With a dearth of internship opportunities for a half dozen of our students, I decided to serve as the adviser of our student newspaper for the summer. Those students have to work 150 hours for The Bell Ringer, and learning to report during the pandemic is a challenge.
Meanwhile, USG has decided to cut budgets by 14 percent for Fiscal Year 2020-2021, which starts July.
What does this mean for the departments in my college?
First, it means the cancellation of all research and conference travel funding. This is a no-brainer as most conferences have been either cancelled or are going virtual. Then, though, I find out that the Association for Education in Journalism and Mass Communication is charging $255 for those “attending” online. This is a lot of money for those of us who want to “attend” a virtual conference and pay out of pocket.
The second major cutback involves each faculty member taking furlough days during the academic year. So far, it looks like one day a month of no work and no pay, and there has been little grousing by our faculty. Most are being stoical at this point, accepting the cuts as inevitable given the circumstances of the pandemic.
There are other issues, such as do we go forward with live public speaking events. We have the Constitution Day Lecture and a planned talk about medical ethics by a professor from California that Communication was planning with the Philosophy faculty.
We also have a leftover Future of the First Amendment panel that we cancelled in March. Do we finally run it face to face, or do we run it virtually using, say, Zoom? And what about our scholastic journalism conference? Cancel it for a year or try to run it virtually? It already had been painful but inevitable to cancel our Transnational Journalism Conference, which was to happen this week.

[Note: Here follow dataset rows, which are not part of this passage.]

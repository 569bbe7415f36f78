//! # Request/Response Tracing
//!
//! Every request gets a span carrying method, URI, and (on completion)
//! status and latency. Spans are emitted at `INFO` so they appear under the
//! default `RUST_LOG=info` filter.

use tower_http::classify::{ServerErrorsAsFailures, SharedClassifier};
use tower_http::trace::{DefaultMakeSpan, DefaultOnResponse, TraceLayer};
use tracing::Level;

pub type SigilTraceLayer = TraceLayer<SharedClassifier<ServerErrorsAsFailures>>;

/// Build the trace layer for the sigil API.
pub fn layer() -> SigilTraceLayer {
    TraceLayer::new_for_http()
        .make_span_with(DefaultMakeSpan::new().level(Level::INFO))
        .on_response(DefaultOnResponse::new().level(Level::INFO))
}
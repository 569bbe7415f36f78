//! # API Route Modules
//!
//! - `proof`: Groth16 proof generation for a payload hash or field element.
//! - `share`: Share link / payload decoding.
//! - `receipt`: Proof verification with cached receipts.

pub mod proof;
pub mod receipt;
pub mod share;
//! In-memory stand-ins for the producer binary, the always-on capture
//! service and the still-capture binary.

use std::collections::VecDeque;
use std::path::Path;
use std::sync::atomic::{AtomicBool, AtomicUsize, Ordering};
use std::sync::{Arc, Mutex};
use std::time::Duration;
use async_trait::async_trait;
use bytes::Bytes;
use serde_json::{Map, Value};
use tokio::io::AsyncWriteExt;

use crate::arbiter::ResourceArbiter;
use crate::capture::StillCapture;
use crate::config::Config;
use crate::config_store::ConfigStore;
use crate::errors::{Result, StreamError};
use crate::producer::{ProducerExit, ProducerLauncher, ProducerProcess, SpawnedProducer};

pub fn jpeg(body: &[u8]) -> Bytes {
    let mut v = vec![0xFF, 0xD8];
    v.extend_from_slice(body);
    v.extend_from_slice(&[0xFF, 0xD9]);
    Bytes::from(v)
}

/// Production defaults with every wait shrunk to test scale.
pub fn test_config() -> Config {
    let mut config = Config::default();
    config.camera.chunk_read_size = 4096;
    config.stream.readiness_timeout = Duration::from_millis(300);
    config.stream.readiness_poll_interval = Duration::from_millis(10);
    config.stream.stop_grace = Duration::from_millis(100);
    config.stream.kill_grace = Duration::from_millis(100);
    config.stream.frame_wait = Duration::from_millis(500);
    config.stream.feed_wait = Duration::from_millis(300);
    config.stream.client_poll_interval = Duration::from_millis(5);
    config.stream.still_timeout = Duration::from_millis(200);
    config.arbiter.enabled = false;
    config
}

/// Shared ordered record of collaborator calls.
#[derive(Clone, Default)]
pub struct EventLog(Arc<Mutex<Vec<String>>>);

impl EventLog {
    pub fn push(&self, event: impl Into<String>) {
        self.0.lock().unwrap().push(event.into());
    }

    pub fn events(&self) -> Vec<String> {
        self.0.lock().unwrap().clone()
    }

    pub fn count(&self, event: &str) -> usize {
        self.0.lock().unwrap().iter().filter(|e| e.as_str() == event).count()
    }
}

pub enum FakeBehavior {
    /// Write these frames once, then stay alive and quiet.
    Frames(Vec<Bytes>),
    /// Write a fresh frame every few milliseconds until stopped.
    Streaming,
    /// Stay alive without writing anything.
    Silent,
    /// Like `Silent`, and only a kill gets rid of it.
    IgnoresTerm,
    /// Exit straight away with this code and stderr.
    Exits { code: i32, stderr: String },
    SpawnFails,
}

#[derive(Default)]
struct Ledger {
    live: AtomicUsize,
    max_live: AtomicUsize,
    kills: AtomicUsize,
    launches: Mutex<Vec<Vec<String>>>,
}

/// Launcher whose processes are tasks writing into a `tokio::io::duplex`.
/// Unscripted launches behave as `Streaming`.
pub struct FakeLauncher {
    script: Mutex<VecDeque<FakeBehavior>>,
    ledger: Arc<Ledger>,
}

impl FakeLauncher {
    pub fn new() -> Self {
        Self {
            script: Mutex::new(VecDeque::new()),
            ledger: Arc::new(Ledger::default()),
        }
    }

    pub fn push(&self, behavior: FakeBehavior) {
        self.script.lock().unwrap().push_back(behavior);
    }

    pub fn live_count(&self) -> usize {
        self.ledger.live.load(Ordering::SeqCst)
    }

    /// Highest number of producers ever alive at the same time.
    pub fn max_live(&self) -> usize {
        self.ledger.max_live.load(Ordering::SeqCst)
    }

    pub fn kills(&self) -> usize {
        self.ledger.kills.load(Ordering::SeqCst)
    }

    pub fn launches(&self) -> Vec<Vec<String>> {
        self.ledger.launches.lock().unwrap().clone()
    }
}

impl ProducerLauncher for FakeLauncher {
    fn launch(&self, program: &str, args: &[String]) -> Result<SpawnedProducer> {
        let behavior = self.script.lock().unwrap().pop_front().unwrap_or(FakeBehavior::Streaming);
        if let FakeBehavior::SpawnFails = behavior {
            return Err(StreamError::launch(format!("Failed to launch {}: No such file or directory", program)));
        }
        self.ledger.launches.lock().unwrap().push(args.to_vec());

        let (reader, mut writer) = tokio::io::duplex(64 * 1024);
        let alive = Arc::new(AtomicBool::new(true));
        let mut process = FakeProcess {
            alive: alive.clone(),
            code: None,
            stderr: Vec::new(),
            ignores_term: false,
            ledger: self.ledger.clone(),
        };

        match behavior {
            FakeBehavior::Exits { code, stderr } => {
                alive.store(false, Ordering::SeqCst);
                process.code = Some(code);
                process.stderr = stderr.into_bytes();
                drop(writer);
            }
            behavior => {
                let live = self.ledger.live.fetch_add(1, Ordering::SeqCst) + 1;
                self.ledger.max_live.fetch_max(live, Ordering::SeqCst);
                process.ignores_term = matches!(behavior, FakeBehavior::IgnoresTerm);

                tokio::spawn(async move {
                    let mut n = 0u64;
                    if let FakeBehavior::Frames(frames) = &behavior {
                        for frame in frames {
                            if writer.write_all(frame).await.is_err() {
                                return;
                            }
                        }
                    }
                    while alive.load(Ordering::SeqCst) {
                        if let FakeBehavior::Streaming = behavior {
                            n += 1;
                            let frame = jpeg(format!("frame-{}", n).as_bytes());
                            if writer.write_all(&frame).await.is_err() {
                                return;
                            }
                        }
                        tokio::time::sleep(Duration::from_millis(5)).await;
                    }
                    // dropping the writer closes the output like a dead process would
                });
            }
        }

        Ok(SpawnedProducer {
            process: Box::new(process),
            output: Box::new(reader),
        })
    }
}

struct FakeProcess {
    alive: Arc<AtomicBool>,
    code: Option<i32>,
    stderr: Vec<u8>,
    ignores_term: bool,
    ledger: Arc<Ledger>,
}

impl FakeProcess {
    fn die(&self) {
        if self.alive.swap(false, Ordering::SeqCst) {
            self.ledger.live.fetch_sub(1, Ordering::SeqCst);
        }
    }
}

#[async_trait]
impl ProducerProcess for FakeProcess {
    fn id(&self) -> Option<u32> {
        None
    }

    fn try_wait(&mut self) -> std::io::Result<Option<ProducerExit>> {
        if self.alive.load(Ordering::SeqCst) {
            Ok(None)
        } else {
            Ok(Some(ProducerExit { code: self.code }))
        }
    }

    fn terminate(&mut self) -> std::io::Result<()> {
        if !self.ignores_term {
            self.die();
        }
        Ok(())
    }

    fn kill(&mut self) -> std::io::Result<()> {
        self.ledger.kills.fetch_add(1, Ordering::SeqCst);
        self.die();
        Ok(())
    }

    async fn wait(&mut self) -> std::io::Result<ProducerExit> {
        while self.alive.load(Ordering::SeqCst) {
            tokio::time::sleep(Duration::from_millis(2)).await;
        }
        Ok(ProducerExit { code: self.code })
    }

    async fn diagnostics(&mut self) -> Vec<u8> {
        self.stderr.clone()
    }
}

impl Drop for FakeProcess {
    fn drop(&mut self) {
        // mirrors kill_on_drop
        self.die();
    }
}

/// Arbiter that only records what it was asked to do.
#[derive(Clone, Default)]
pub struct RecordingArbiter {
    pub log: EventLog,
}

impl RecordingArbiter {
    pub fn releases(&self) -> usize {
        self.log.count("release")
    }

    pub fn reacquires(&self) -> usize {
        self.log.count("reacquire")
    }
}

#[async_trait]
impl ResourceArbiter for RecordingArbiter {
    async fn release(&self) -> Result<()> {
        self.log.push("release");
        Ok(())
    }

    async fn reacquire(&self) -> Result<()> {
        self.log.push("reacquire");
        Ok(())
    }
}

pub enum StillBehavior {
    Writes(Bytes),
    Fails(String),
    TimesOut,
    /// Writes the bytes after sleeping this long.
    Slow(Duration, Bytes),
}

/// Still capture that writes canned bytes, fails, or reports a timeout.
pub struct FakeStillCapture {
    behavior: StillBehavior,
    log: EventLog,
    calls: AtomicUsize,
}

impl FakeStillCapture {
    pub fn new(behavior: StillBehavior, log: EventLog) -> Self {
        Self { behavior, log, calls: AtomicUsize::new(0) }
    }

    pub fn calls(&self) -> usize {
        self.calls.load(Ordering::SeqCst)
    }
}

#[async_trait]
impl StillCapture for FakeStillCapture {
    async fn capture(&self, args: &[String], output: &Path, _timeout: Duration) -> Result<()> {
        self.calls.fetch_add(1, Ordering::SeqCst);
        self.log.push("still");
        assert!(args.iter().any(|a| a == "--immediate"));
        match &self.behavior {
            StillBehavior::Writes(data) => {
                tokio::fs::write(output, data).await?;
                Ok(())
            }
            StillBehavior::Fails(stderr) => Err(StreamError::capture(stderr.clone())),
            StillBehavior::TimesOut => Err(StreamError::CaptureTimeout { secs: 30 }),
            StillBehavior::Slow(delay, data) => {
                tokio::time::sleep(*delay).await;
                tokio::fs::write(output, data).await?;
                Ok(())
            }
        }
    }
}

/// Config store held in memory, keeping every saved version with its note.
#[derive(Clone, Default)]
pub struct MemoryConfigStore {
    versions: Arc<Mutex<Vec<(String, Map<String, Value>)>>>,
}

impl MemoryConfigStore {
    pub fn with(config: Value) -> Self {
        let store = Self::default();
        if let Value::Object(map) = config {
            store.versions.lock().unwrap().push(("initial".to_string(), map));
        }
        store
    }

    pub fn notes(&self) -> Vec<String> {
        self.versions.lock().unwrap().iter().map(|(note, _)| note.clone()).collect()
    }
}

#[async_trait]
impl ConfigStore for MemoryConfigStore {
    async fn load(&self) -> Result<Map<String, Value>> {
        Ok(self.versions.lock().unwrap().last().map(|(_, config)| config.clone()).unwrap_or_default())
    }

    async fn save(&self, config: &Map<String, Value>, note: &str) -> Result<()> {
        self.versions.lock().unwrap().push((note.to_string(), config.clone()));
        Ok(())
    }
}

Decisions made by other universities
Every day, news from around the world about what other higher education systems are doing in the coming year makes us reconsider what we are planning here.
Recently, Cambridge University in England decided to go online throughout 2020-2021. Duke University promised to re-open in Fall 2020, but it would not publish the details until the end of June, according to its student newspaper, The Chronicle. The president of the university said the approach would be “the best and safest possible configuration.”
Like Cambridge, the California State University system earlier had decided to continue virtual instruction through the fall semester. Nearby to me, the University of South Carolina has announced it will teach face to face for most of the semester but will go virtual after the Thanksgiving break. Notre Dame has a similar plan.
We also see the University of Akron, Ohio University, and Western Michigan making significant cuts to their programs or laying off professors.
Next, the president of the University of Michigan announced that his football team would not play in the fall unless all students are taught in a normal fashion, meaning most would must have on-campus, face-to-face instruction. The Chronicle of Higher Education says about two-thirds of colleges and universities are planning face-to-face instruction.
The variety of approaches shows the relative uncertainty, and this is planted in the back of the minds of administrators around the country.
Flexibility and creativity
As my president says continually, this is a time for flexibility and creativity, but all of us are a bit uncomfortable with the uncertainty—which of course takes us back to the virus itself.
What will its status be on August 10 when we start our fall semester? How severe will the expected second wave be? At this point, administrators have many more questions than answers.
We will have a plan in place by August, but what will the virus decide to do as time goes by?